Step S1033: and constructing a social network by using the node table and the relation table. And generating the social network by utilizing the calculation function of the graph database for storing the node table and the relation table.
By using the method described in step S1031-step S1033, the applicant social network may be constructed based on the applicant social information. Optionally, the calculating the social network by using a network representation learning algorithm to obtain the fraud network characteristics of the applicant includes:
calling a Deepwalk algorithm to calculate potential structural features of the social network nodes;
characterizing each node in the social network to a low-dimensional vector space, each node being represented by a dimension
(ii) a quantity representation;
taking the one-dimensional vector as a fraud network characteristic of the node;
optionally, calculating a social network by using a network representation learning algorithm to obtain the fraud network characteristics of the applicant; the goals of web representation learning are: given graph G ═ V, E, where V is the set of nodes and E is the set of edges. The network representation learning method maps each node in the graph G into a low-dimensional feature vector, and requires that if two nodes are similar, the mapped vectors are close, otherwise, the mapped vectors are far away. As shown in fig. 4, the method specifically includes:
step S1041: generating a large number of paths from graph G using truncated random walks, and then deriving each node v from these generated pathsiE.g. V neighbors, the concrete implementation is as follows:
in the deep walk model, given that the size k of the random walk window is 20 and the number m of walks by each node as the starting node is 10, in the walk path randomly generated on G, if the node v is a nodejPresent at node viIn the neighbor window of (1), then node vjIs node viOf the neighboring node. I.e. vjNeed not be viOf direct neighbours, e.g.

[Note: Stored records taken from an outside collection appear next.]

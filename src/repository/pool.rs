//! Diesel async connection management for SQLite.
//!
//! Uses diesel-async's SyncConnectionWrapper to provide an async interface
//! for SQLite. SQLite connections are cheap, so a new one is opened per
//! request rather than pooled.

use diesel::sqlite::SqliteConnection;
use diesel_async::sync_connection_wrapper::SyncConnectionWrapper;
use diesel_async::{AsyncConnection, SimpleAsyncConnection};
use std::path::Path;

/// Diesel error type alias.
pub type DieselError = diesel::result::Error;

/// Async SQLite connection using SyncConnectionWrapper.
pub type AsyncSqliteConnection = SyncConnectionWrapper<SqliteConnection>;

/// A simple async connection factory for SQLite.
#[derive(Clone, Debug)]
pub struct AsyncSqlitePool {
    database_url: String,
}

impl AsyncSqlitePool {
    /// Create a new async SQLite pool.
    pub fn new(database_url: &str) -> Self {
        // Strip sqlite: prefix if present for diesel
        let url = database_url
            .strip_prefix("sqlite://")
            .or_else(|| database_url.strip_prefix("sqlite:"))
            .unwrap_or(database_url);
        Self {
            database_url: url.to_string(),
        }
    }

    /// Create pool from a file path.
    pub fn from_path(db_path: &Path) -> Self {
        Self::new(&db_path.display().to_string())
    }

    /// Get a new connection.
    ///
    /// Concurrent writers (a background trigger racing an import) wait on the
    /// busy timeout instead of failing with `SQLITE_BUSY`.
    pub async fn get(&self) -> Result<AsyncSqliteConnection, DieselError> {
        let mut conn = AsyncSqliteConnection::establish(&self.database_url)
            .await
            .map_err(super::util::to_diesel_error)?;
        conn.batch_execute("PRAGMA busy_timeout = 5000; PRAGMA foreign_keys = ON;")
            .await?;
        Ok(conn)
    }

    /// Get the database URL.
    pub fn database_url(&self) -> &str {
        &self.database_url
    }
}

#[cfg(test)]
mod tests {
    use super::*;

    #[test]
    fn test_strips_sqlite_prefixes() {
        assert_eq!(AsyncSqlitePool::new("sqlite:/tmp/a.db").database_url(), "/tmp/a.db");
        assert_eq!(AsyncSqlitePool::new("sqlite:///tmp/a.db").database_url(), "/tmp/a.db");
        assert_eq!(AsyncSqlitePool::new("/tmp/a.db").database_url(), "/tmp/a.db");
    }
}
//! Automation fingerprint masking, installed before any page script runs.

/// Evasions for the checks streaming sites' login walls perform.
pub(super) const STEALTH_SCRIPTS: &[&str] = &[
    r#"
    Object.defineProperty(navigator, 'webdriver', {
        get: () => undefined,
        configurable: true
    });
    "#,
    r#"
    if (!window.chrome) {
        window.chrome = { runtime: {}, app: {} };
    }
    "#,
    r#"
    Object.defineProperty(navigator, 'languages', {
        get: () => ['en-US', 'en'],
        configurable: true
    });
    "#,
    r#"
    Object.defineProperty(navigator, 'plugins', {
        get: () => [
            { name: 'Chrome PDF Plugin', filename: 'internal-pdf-viewer' },
            { name: 'Chrome PDF Viewer', filename: 'mhjfbmdgcfjbbpaeojofohoefgiehjai' }
        ],
        configurable: true
    });
    "#,
];

/// All evasions as one document-start script.
pub(super) fn combined() -> String {
    STEALTH_SCRIPTS.concat()
}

Figure BDA0001700997660000071
But as long as viCan be reached within k steps; each node completes m times of random walks to generate a large number of random walk sequences;
step S1042: basic idea of skip-gram model: if two nodes have neighbor nodes which are common or similar in characteristics, the two nodes have similar low-dimensional representations;
and performing probability modeling on the node pairs in each local window n-2 in the random walk sequence by using a skip-gram model, maximizing the likelihood probability of the random walk sequence, using a random gradient descent learning parameter, finally obtaining the vector representation of each network node, and taking the vector as the fraud network characteristic of the client.
Optionally, splicing the processed basic features of the application client with the network features to form a client feature vector; the splicing method is as follows: assuming each application client basic characteristic ∈ R1×7Each application client network characteristic e R1×128Each after splicingApplication client characteristic e R1×135
In summary, by using the feature generation method provided by the embodiment of the present invention, a new feature set including the fraud network features of the applicant can be obtained based on the basic information and social information of the applicant, and anti-fraud modeling is performed by using the new feature set, so that the problem of inaccurate model caused by modeling only using the basic information and the credit history information can be solved, and the accuracy of identifying the fraud applicant by the model can be effectively improved.
As shown in fig. 5, an embodiment of the present invention provides an anti-fraud feature generation apparatus, including:
the receiving module 51 is configured to receive applicant information, where the applicant information includes applicant basic information and applicant social information, the applicant basic information includes an age, an identification number, a academic calendar, a yearly income, and a position of an applicant, the applicant social information includes information of at least one relevant person, and the relevant person includes an applicant relative, a promoter, and a contact; the information of the related person includes at least one of a name, a mobile phone number, a unit phone number, a home address, a unit address, a micro signal, a QQ number, a nail number, and an email address of the related person.
The feature generation module 53 is configured to process the applicant basic information to obtain applicant basic features, and a process of processing the applicant basic information by the feature generation module is as described in step S102 or S1021 to S1024, which is not described herein again;
a social network module 52 for constructing a social network based on the applicant social information;
optionally, the social network module includes a social network constructing module 5201, as shown in fig. 6, for importing the applicant into a social network database as a node of the social network;
and traversing all the nodes, comparing the social information of the first applicant with the social information of the second applicant, and setting an edge between the social network node corresponding to the first applicant and the social network node corresponding to the second applicant when the social information of the first applicant is the same as the social information of the second applicant. The process of specifically constructing the social network is described in steps S1031 to S1033, and is not described herein again.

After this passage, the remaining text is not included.